Your objective =>
Word for word, repeat all of the entries.

Entries shown =>
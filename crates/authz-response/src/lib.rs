//! # authz-response
//!
//! Construction of OAuth 2.0 / OpenID Connect authorization responses and
//! client assertions.
//!
//! This crate provides:
//! - Response parameter collections and their plain serializations
//! - JOSE signing (JWS) and encryption (JWE), including nested sign-then-encrypt
//! - JWT Secured Authorization Response Mode (JARM) and the classic response
//!   modes
//! - JWT-encoded `state` values and software statements
//!
//! ## Overview
//!
//! A build starts from a [`ParameterCollection`] and a [`Protection`]. The
//! [`ArtifactPipeline`] turns them into plain parameters, a compact JWS or a
//! compact JWE, and the [`ResponseModeDispatcher`] places the result on the
//! redirect URI or in an auto-submitting form. Key material stays behind the
//! [`CryptoCapability`] trait.
//!
//! An unresolvable recipient key for key transport encryption is not an
//! error: the build yields [`PipelineOutcome::EncryptionKeyUnavailable`] and
//! the response carries an empty value.
//!
//! ## Modules
//!
//! - [`params`] - Response parameters and parameter names
//! - [`crypto`] - Crypto provider trait and in-memory provider
//! - [`jose`] - Algorithms, keys, headers, claims, JWS and JWE
//! - [`pipeline`] - Protection selection and artifact construction
//! - [`response`] - Response modes, dispatch and redirect responses
//! - [`assertion`] - JWT `state` values and software statements
//! - [`config`] - Response configuration
//! - [`error`] - Error types

pub mod assertion;
pub mod config;
pub mod crypto;
pub mod error;
pub mod jose;
pub mod params;
pub mod pipeline;
pub mod response;

pub use assertion::{JwtState, SoftwareStatement};
pub use config::{ConfigError, ResponseConfig};
pub use crypto::{CryptoCapability, CryptoError, PublicKey, SigningKeyPair, SoftwareCryptoProvider};
pub use error::{CryptoOperation, ResponseError};
pub use jose::{
    BlockEncryptionAlgorithm, ClaimSet, ClaimsAssembler, Jwe, Jwk, Jwks, JoseHeader, Jws,
    KeyEncryptionAlgorithm, SignatureAlgorithm,
};
pub use params::ParameterCollection;
pub use pipeline::{
    ArtifactPipeline, EncryptionKey, JoseArtifact, PipelineOutcome, Protection, RecipientKey,
    SigningKey,
};
pub use response::{
    AuthorizationError, AuthorizationErrorCode, DispatchedResponse, RedirectResponse,
    ResponseMode, ResponseModeDispatcher, ResponseType,
};

/// Type alias for response construction results.
pub type ResponseResult<T> = Result<T, ResponseError>;

/// Prelude module for convenient imports.
///
/// ```ignore
/// use authz_response::prelude::*;
/// ```
pub mod prelude {
    pub use crate::ResponseResult;
    pub use crate::assertion::{JwtState, SoftwareStatement};
    pub use crate::config::{ConfigError, ResponseConfig};
    pub use crate::crypto::{
        CryptoCapability, CryptoError, SigningKeyPair, SoftwareCryptoProvider,
    };
    pub use crate::error::ResponseError;
    pub use crate::jose::{
        BlockEncryptionAlgorithm, Jwks, KeyEncryptionAlgorithm, SignatureAlgorithm,
    };
    pub use crate::params::{ParameterCollection, names};
    pub use crate::pipeline::{
        ArtifactPipeline, EncryptionKey, PipelineOutcome, Protection, RecipientKey, SigningKey,
    };
    pub use crate::response::{RedirectResponse, ResponseMode, ResponseType};
}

Response area =>
filename crates/authz-response/src/lib.rs
//! # authz-response
//!
//! Construction of OAuth 2.0 / OpenID Connect authorization responses and
//! client assertions.
//!
//! This crate provides:
//! - Response parameter collections and their plain serializations
//! - JOSE signing (JWS) and encryption (JWE), including nested sign-then-encrypt
//! - JWT Secured Authorization Response Mode (JARM) and the classic response
//!   modes
//! - JWT-encoded `state` values and software statements
//!
//! ## Overview
//!
//! A build starts from a [`ParameterCollection`] and a [`Protection`]. The
//! [`ArtifactPipeline`] turns them into plain parameters, a compact JWS or a
//! compact JWE, and the [`ResponseModeDispatcher`] places the result on the
//! redirect URI or in an auto-submitting form. Key material stays behind the
//! [`CryptoCapability`] trait.
//!
//! An unresolvable recipient key for key transport encryption is not an
//! error: the build yields [`PipelineOutcome::EncryptionKeyUnavailable`] and
//! the response carries an empty value.
//!
//! ## Modules
//!
//! - [`params`] - Response parameters and parameter names
//! - [`crypto`] - Crypto provider trait and in-memory provider
//! - [`jose`] - Algorithms, keys, headers, claims, JWS and JWE
//! - [`pipeline`] - Protection selection and artifact construction
//! - [`response`] - Response modes, dispatch and redirect responses
//! - [`assertion`] - JWT `state` values and software statements
//! - [`config`] - Response configuration
//! - [`error`] - Error types

pub mod assertion;
pub mod config;
pub mod crypto;
pub mod error;
pub mod jose;
pub mod params;
pub mod pipeline;
pub mod response;

pub use assertion::{JwtState, SoftwareStatement};
pub use config::{ConfigError, ResponseConfig};
pub use crypto::{CryptoCapability, CryptoError, PublicKey, SigningKeyPair, SoftwareCryptoProvider};
pub use error::{CryptoOperation, ResponseError};
pub use jose::{
    BlockEncryptionAlgorithm, ClaimSet, ClaimsAssembler, Jwe, Jwk, Jwks, JoseHeader, Jws,
    KeyEncryptionAlgorithm, SignatureAlgorithm,
};
pub use params::ParameterCollection;
pub use pipeline::{
    ArtifactPipeline, EncryptionKey, JoseArtifact, PipelineOutcome, Protection, RecipientKey,
    SigningKey,
};
pub use response::{
    AuthorizationError, AuthorizationErrorCode, DispatchedResponse, RedirectResponse,
    ResponseMode, ResponseModeDispatcher, ResponseType,
};

/// Type alias for response construction results.
pub type ResponseResult<T> = Result<T, ResponseError>;

/// Prelude module for convenient imports.
///
/// ```ignore
/// use authz_response::prelude::*;
/// ```
pub mod prelude {
    pub use crate::ResponseResult;
    pub use crate::assertion::{JwtState, SoftwareStatement};
    pub use crate::config::{ConfigError, ResponseConfig};
    pub use crate::crypto::{
        CryptoCapability, CryptoError, SigningKeyPair, SoftwareCryptoProvider,
    };
    pub use crate::error::ResponseError;
    pub use crate::jose::{
        BlockEncryptionAlgorithm, Jwks, KeyEncryptionAlgorithm, SignatureAlgorithm,
    };
    pub use crate::params::{ParameterCollection, names};
    pub use crate::pipeline::{
        ArtifactPipeline, EncryptionKey, PipelineOutcome, Protection, RecipientKey, SigningKey,
    };
    pub use crate::response::{RedirectResponse, ResponseMode, ResponseType};
}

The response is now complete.